Let’s say you are doing some fancy stuff like manually crafting some notifications like this blog post:
http://blogs.technet.com/servicemanager/archive/2009/12/15/custom-notification-workflow-on-incident-assignement-or-re-assignment.aspx
…and you want to be able to send the notification to a specific user (or group) using the portion of the rule configuration XML that looks like this:
<WorkflowArrayParameter Name="PrimaryUserList" Type="string">
<Item>d37d441f-20e2-134b-1fea-2f708188bfb2</Item>
</WorkflowArrayParameter>
You need to know the GUID of the user ID to put in the <Item> element.

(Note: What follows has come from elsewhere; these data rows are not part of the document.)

//! Guard error responses

use axum::{
    http::StatusCode,
    response::{IntoResponse, Response},
    Json,
};
use serde::{Deserialize, Serialize};

use crate::domain::guard::{GuardError, Rejection};

/// 431 is reused as "unwilling to process" for key-scoped throttling
const UNWILLING_TO_PROCESS: StatusCode = StatusCode::REQUEST_HEADER_FIELDS_TOO_LARGE;

/// Machine-readable error codes
#[derive(Debug, Clone, Copy, PartialEq, Eq, Serialize, Deserialize)]
pub enum ErrorCode {
    #[serde(rename = "GEN-WRONG-ARGS")]
    WrongArgs,
    #[serde(rename = "GEN-UNAUTHORIZED")]
    Unauthorized,
    #[serde(rename = "GEN-FORBIDDEN")]
    Forbidden,
    #[serde(rename = "GEN-METHOD-NOT-ALLOWED")]
    MethodNotAllowed,
    #[serde(rename = "GEN-UNWILLING-TO-PROCESS")]
    UnwillingToProcess,
    #[serde(rename = "GEN-LIMIT-REACHED")]
    LimitReached,
    #[serde(rename = "GEN-SERVICE-UNAVAILABLE")]
    ServiceUnavailable,
}

impl std::fmt::Display for ErrorCode {
    fn fmt(&self, f: &mut std::fmt::Formatter<'_>) -> std::fmt::Result {
        let code = match self {
            Self::WrongArgs => "GEN-WRONG-ARGS",
            Self::Unauthorized => "GEN-UNAUTHORIZED",
            Self::Forbidden => "GEN-FORBIDDEN",
            Self::MethodNotAllowed => "GEN-METHOD-NOT-ALLOWED",
            Self::UnwillingToProcess => "GEN-UNWILLING-TO-PROCESS",
            Self::LimitReached => "GEN-LIMIT-REACHED",
            Self::ServiceUnavailable => "GEN-SERVICE-UNAVAILABLE",
        };
        write!(f, "{}", code)
    }
}

/// Error response body
#[derive(Debug, Clone, Serialize, Deserialize)]
pub struct ApiErrorResponse {
    pub error: ApiErrorDetail,
}

#[derive(Debug, Clone, Serialize, Deserialize)]
pub struct ApiErrorDetail {
    pub code: ErrorCode,
    pub http_code: u16,
    pub message: String,
}

/// API error with status code
#[derive(Debug)]
pub struct ApiError {
    pub status: StatusCode,
    pub response: ApiErrorResponse,
}

impl ApiError {
    pub fn new(status: StatusCode, code: ErrorCode, message: impl Into<String>) -> Self {
        Self {
            status,
            response: ApiErrorResponse {
                error: ApiErrorDetail {
                    code,
                    http_code: status.as_u16(),
                    message: message.into(),
                },
            },
        }
    }

    pub fn bad_request(message: impl Into<String>) -> Self {
        Self::new(StatusCode::BAD_REQUEST, ErrorCode::WrongArgs, message)
    }

    pub fn unauthorized(message: impl Into<String>) -> Self {
        Self::new(StatusCode::UNAUTHORIZED, ErrorCode::Unauthorized, message)
    }

    pub fn forbidden(message: impl Into<String>) -> Self {
        Self::new(StatusCode::FORBIDDEN, ErrorCode::Forbidden, message)
    }

    pub fn method_not_allowed(message: impl Into<String>) -> Self {
        Self::new(
            StatusCode::METHOD_NOT_ALLOWED,
            ErrorCode::MethodNotAllowed,
            message,
        )
    }

    /// Key-scoped limit reached
    pub fn unwilling_to_process(message: impl Into<String>) -> Self {
        Self::new(UNWILLING_TO_PROCESS, ErrorCode::UnwillingToProcess, message)
    }

    /// Method-scoped limit reached
    pub fn rate_limited(message: impl Into<String>) -> Self {
        Self::new(StatusCode::TOO_MANY_REQUESTS, ErrorCode::LimitReached, message)
    }

    pub fn unavailable(message: impl Into<String>) -> Self {
        Self::new(
            StatusCode::SERVICE_UNAVAILABLE,
            ErrorCode::ServiceUnavailable,
            message,
        )
    }

    pub fn code(&self) -> ErrorCode {
        self.response.error.code
    }
}

impl IntoResponse for ApiError {
    fn into_response(self) -> Response {
        (self.status, Json(self.response)).into_response()
    }
}

impl From<Rejection> for ApiError {
    fn from(rejection: Rejection) -> Self {
        match rejection {
            Rejection::MethodNotAllowed => Self::method_not_allowed("Method not allowed"),
            Rejection::Unauthorized(_) => Self::unauthorized("Unauthorized"),
            Rejection::Forbidden { .. } => Self::forbidden("Forbidden"),
            Rejection::KeyLimitExceeded(_) => {
                Self::unwilling_to_process("You have reached the limit for using this API.")
            }
            Rejection::MethodLimitExceeded(_) => {
                Self::rate_limited("The limit for using this API method has been reached")
            }
        }
    }
}

impl From<GuardError> for ApiError {
    fn from(err: GuardError) -> Self {
        Self::unavailable(format!("Service unavailable: {}", err.store()))
    }
}

impl std::fmt::Display for ApiError {
    fn fmt(&self, f: &mut std::fmt::Formatter<'_>) -> std::fmt::Result {
        write!(
            f,
            "{}: {}",
            self.response.error.code, self.response.error.message
        )
    }
}

impl std::error::Error for ApiError {}

#[cfg(test)]
mod tests {
    use super::*;
    use crate::domain::guard::{StoreKind, UnauthorizedReason};
    use crate::domain::policy::{LimitScope, LimitWindow};
    use crate::domain::rate_limit::LimitRejection;
    use crate::domain::DomainError;

    fn limit_rejection(scope: LimitScope) -> LimitRejection {
        LimitRejection {
            scope,
            limit: 10,
            window: LimitWindow::minutes(1).unwrap(),
            count: 10,
        }
    }

    #[test]
    fn test_rejection_status_mapping() {
        let cases = [
            (Rejection::MethodNotAllowed, 405, ErrorCode::MethodNotAllowed),
            (
                Rejection::Unauthorized(UnauthorizedReason::UnknownKey),
                401,
                ErrorCode::Unauthorized,
            ),
            (
                Rejection::Forbidden {
                    required_level: 5,
                    actual_level: 1,
                },
                403,
                ErrorCode::Forbidden,
            ),
            (
                Rejection::KeyLimitExceeded(limit_rejection(LimitScope::Key)),
                431,
                ErrorCode::UnwillingToProcess,
            ),
            (
                Rejection::MethodLimitExceeded(limit_rejection(LimitScope::Method)),
                429,
                ErrorCode::LimitReached,
            ),
        ];

        for (rejection, status, code) in cases {
            let err = ApiError::from(rejection);
            assert_eq!(err.status.as_u16(), status);
            assert_eq!(err.response.error.http_code, status);
            assert_eq!(err.code(), code);
        }
    }

    #[test]
    fn test_store_failure_is_unavailable() {
        let err = ApiError::from(GuardError::Store {
            store: StoreKind::Ledger,
            source: DomainError::storage("connection reset"),
        });

        assert_eq!(err.status, StatusCode::SERVICE_UNAVAILABLE);
        assert_eq!(err.code(), ErrorCode::ServiceUnavailable);
        assert!(!err.response.error.message.contains("connection reset"));
    }

    #[test]
    fn test_error_serialization() {
        let err = ApiError::from(Rejection::MethodLimitExceeded(limit_rejection(
            LimitScope::Method,
        )));
        let json = serde_json::to_value(&err.response).unwrap();

        assert_eq!(json["error"]["code"], "GEN-LIMIT-REACHED");
        assert_eq!(json["error"]["http_code"], 429);
        assert_eq!(
            json["error"]["message"],
            "The limit for using this API method has been reached"
        );
    }

    #[test]
    fn test_code_display_matches_serialization() {
        let code = ErrorCode::UnwillingToProcess;
        assert_eq!(
            serde_json::to_string(&code).unwrap(),
            format!("\"{}\"", code)
        );
    }
}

How do you get that? Well – use SMLets of course!
Here is an easy example:
Get-SCSMObject –Class (Get-SCSMClass –Name System.Domain.User) –Filter “UserName -eq twright” | Format-Table ID, DisplayName
Looks like this:
Then you can just copy the GUID right out of the PowerShell window there!
Update: 12/7/2011
If you try to do this for a work item object it won’t behave the same way though because there is a System.WorkItem.Id property that is inherited to all work item classes. In order to get the GUID ID in that case you need to do a special trick.
You can use either the Get_ID() method or the PSObject… approach to get at the underlying object and get the GUID of it.
@Travis,
Are you going to do a post covering Projection as this seems to be the way to get a list of incidents assigned to a particular user.
I am having some trouble figuring this out.
F.
This works great, as long as the class doesn't define a property called "Id", such as System.WorkItem. I needed to get the Object Guid for a Review Activity, and tried the following:
Get-SCSMClass -Name System.WorkItem.Activity.ReviewActivity | Get-SCSMObject -Filter "Id -eq -RA4724" | Format-Table ID, DisplayName
Id DisplayName
-- -----------
RA4724 RA4724: Accept Deployment Build CR
Can SMLets be used to get the Object Guid of an instance of a class that defines an Id property such as a System.WorkItem?